Na Europa, a tendência de
contenção prossegue. No Reino Unido, mas sobretudo em França, o país da
União Europeia que investe mais neste domínio, sendo responsável por
3,3% dos gastos mundiais. Já a Alemanha tem subido ligeiramente o seu
orçamento de defesa, não impedindo que, hoje, os três "grandes" da
Europa representem menos de 10% do orçamento do mundo em homens e
máquinas de fazer guerra que, em muito lugar, têm servido para manter ou
repor a paz.
Visto o planeta por estas lentes
saltam à vista duas tremendas excepções: China e Rússia. Na última
década, os gastos militares de Pequim cresceram 170%, acima do
crescimento acumulado da economia, de 140%. Os de Moscovo escalaram
108%, mais do que duplicando os 40% que a economia cresceu entre 2004 e
2013. Pela primeira vez, a Rússia consagrou no ano passado uma maior
fatia do seu PIB à defesa do que os Estados Unidos. A China é hoje
responsável por 11% do total dos gastos militares do mundo; a Rússia por
5%.
Estes dados foram publicados nesta semana pelo
Stockholm Internacional Peace Research Institute. Junte-se-lhes o que
está programado nos Orçamentos deste ano: a China gastará mais 12% do
que no ano anterior; a Rússia mais 18%.
Agora, olhe
para a Ucrânia; pense nos Bálticos onde vivem amplas minorias russas;
lembre-se de Kaliningrado, enclave russo no coração da nova União
Europeia; e tenha em mente que, por razões várias, os Estados Unidos não
querem - talvez não possam - continuar a ser o polícia do mundo.
Sobretudo da Europa.
"A nova geração que está no Congresso não viveu a guerra fria.

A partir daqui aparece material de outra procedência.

/*
    Copyright © 2023, ParallelChain Lab
    Licensed under the Apache License, Version 2.0: http://www.apache.org/licenses/LICENSE-2.0
*/

//! Functions that log out events.
//!
//! The logs defined in this module are printed if the user enabled them via the storage's
//! [configuration](crate::config::Configuration).
//!
//! The storage logs using the [log](https://docs.rs/log/latest/log/) crate. To get these messages
//! printed onto a terminal or to a file, set up a
//! [logging implementation](https://docs.rs/log/latest/log/#available-logging-implementations).
//!
//! ## Log message format
//!
//! Log messages are CSVs (Comma Separated Values) with at least two values. The first two values are
//! always:
//! 1. The name of the [event](crate::events) in PascalCase (defined in this module as constants).
//! 2. The time the event was emitted (as number of seconds since the Unix Epoch).
//!
//! The rest of the values differ depending on the kind of event. For example, the following snippet
//! is how a [Commit](crate::events::CommitEvent) is printed:
//!
//! ```text
//! Commit, 1701329264, Idle, 12, 0
//! ```
//!
//! In the snippet:
//! - The third value is why the commit happened.
//! - The fourth value is the number of objects committed.
//! - The fifth value is the number of work units that were still pending.

use std::time::SystemTime;

use crate::events::*;

// Names of each event in PascalCase for printing:
pub const COMMIT: &str = "Commit";
pub const COMMIT_FAILED: &str = "CommitFailed";
pub const THRESHOLD_REACHED: &str = "ThresholdReached";
pub const PROPAGATE: &str = "Propagate";
pub const PROPAGATION_FAILED: &str = "PropagationFailed";

/// Implemented by event types. Used to get a closure that logs the event.
pub(crate) trait Logger {
    /// Returns a pointer to the default logging handler for a given event type.
    fn get_logger() -> Box<dyn Fn(&Self) + Send>;
}

impl Logger for CommitEvent {
    fn get_logger() -> Box<dyn Fn(&Self) + Send> {
        let logger = |commit_event: &CommitEvent| {
            log::info!(
                "{}, {}, {}, {}, {}",
                COMMIT,
                secs_since_unix_epoch(commit_event.timestamp),
                commit_event.reason.as_str(),
                commit_event.committed,
                commit_event.pending
            )
        };
        Box::new(logger)
    }
}

impl Logger for CommitFailedEvent {
    fn get_logger() -> Box<dyn Fn(&Self) + Send> {
        let logger = |commit_failed_event: &CommitFailedEvent| {
            log::warn!(
                "{}, {}, {}, {}, {}",
                COMMIT_FAILED,
                secs_since_unix_epoch(commit_failed_event.timestamp),
                commit_failed_event.reason.as_str(),
                commit_failed_event.dirty,
                commit_failed_event.error
            )
        };
        Box::new(logger)
    }
}

impl Logger for ThresholdReachedEvent {
    fn get_logger() -> Box<dyn Fn(&Self) + Send> {
        let logger = |threshold_reached_event: &ThresholdReachedEvent| {
            log::info!(
                "{}, {}, {}, {}, {}",
                THRESHOLD_REACHED,
                secs_since_unix_epoch(threshold_reached_event.timestamp),
                threshold_reached_event.dirty,
                threshold_reached_event.threshold,
                threshold_reached_event.pending
            )
        };
        Box::new(logger)
    }
}

impl Logger for PropagateEvent {
    fn get_logger() -> Box<dyn Fn(&Self) + Send> {
        let logger = |propagate_event: &PropagateEvent| {
            log::info!(
                "{}, {}, {}",
                PROPAGATE,
                secs_since_unix_epoch(propagate_event.timestamp),
                propagate_event.notifications
            )
        };
        Box::new(logger)
    }
}

impl Logger for PropagationFailedEvent {
    fn get_logger() -> Box<dyn Fn(&Self) + Send> {
        let logger = |propagation_failed_event: &PropagationFailedEvent| {
            log::warn!(
                "{}, {}, {}, {}",
                PROPAGATION_FAILED,
                secs_since_unix_epoch(propagation_failed_event.timestamp),
                propagation_failed_event.notifications,
                propagation_failed_event.error
            )
        };
        Box::new(logger)
    }
}

fn secs_since_unix_epoch(timestamp: SystemTime) -> u64 {
    timestamp
        .duration_since(SystemTime::UNIX_EPOCH)
        .map(|duration| duration.as_secs())
        .unwrap_or(0)
}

Acha que os europeus têm de fazer mais pela sua segurança e que os
Estados Unidos não podem continuar a subsidiar o crescimento e o Estado
social europeu como fazem há três décadas", alertou recentemente João
Mira Gomes, o embaixador de Portugal na NATO.
Recorde-se agora da triste certeza de Kennedy: "Não é lamentável que só possamos obter a paz preparando-nos para a guerra?".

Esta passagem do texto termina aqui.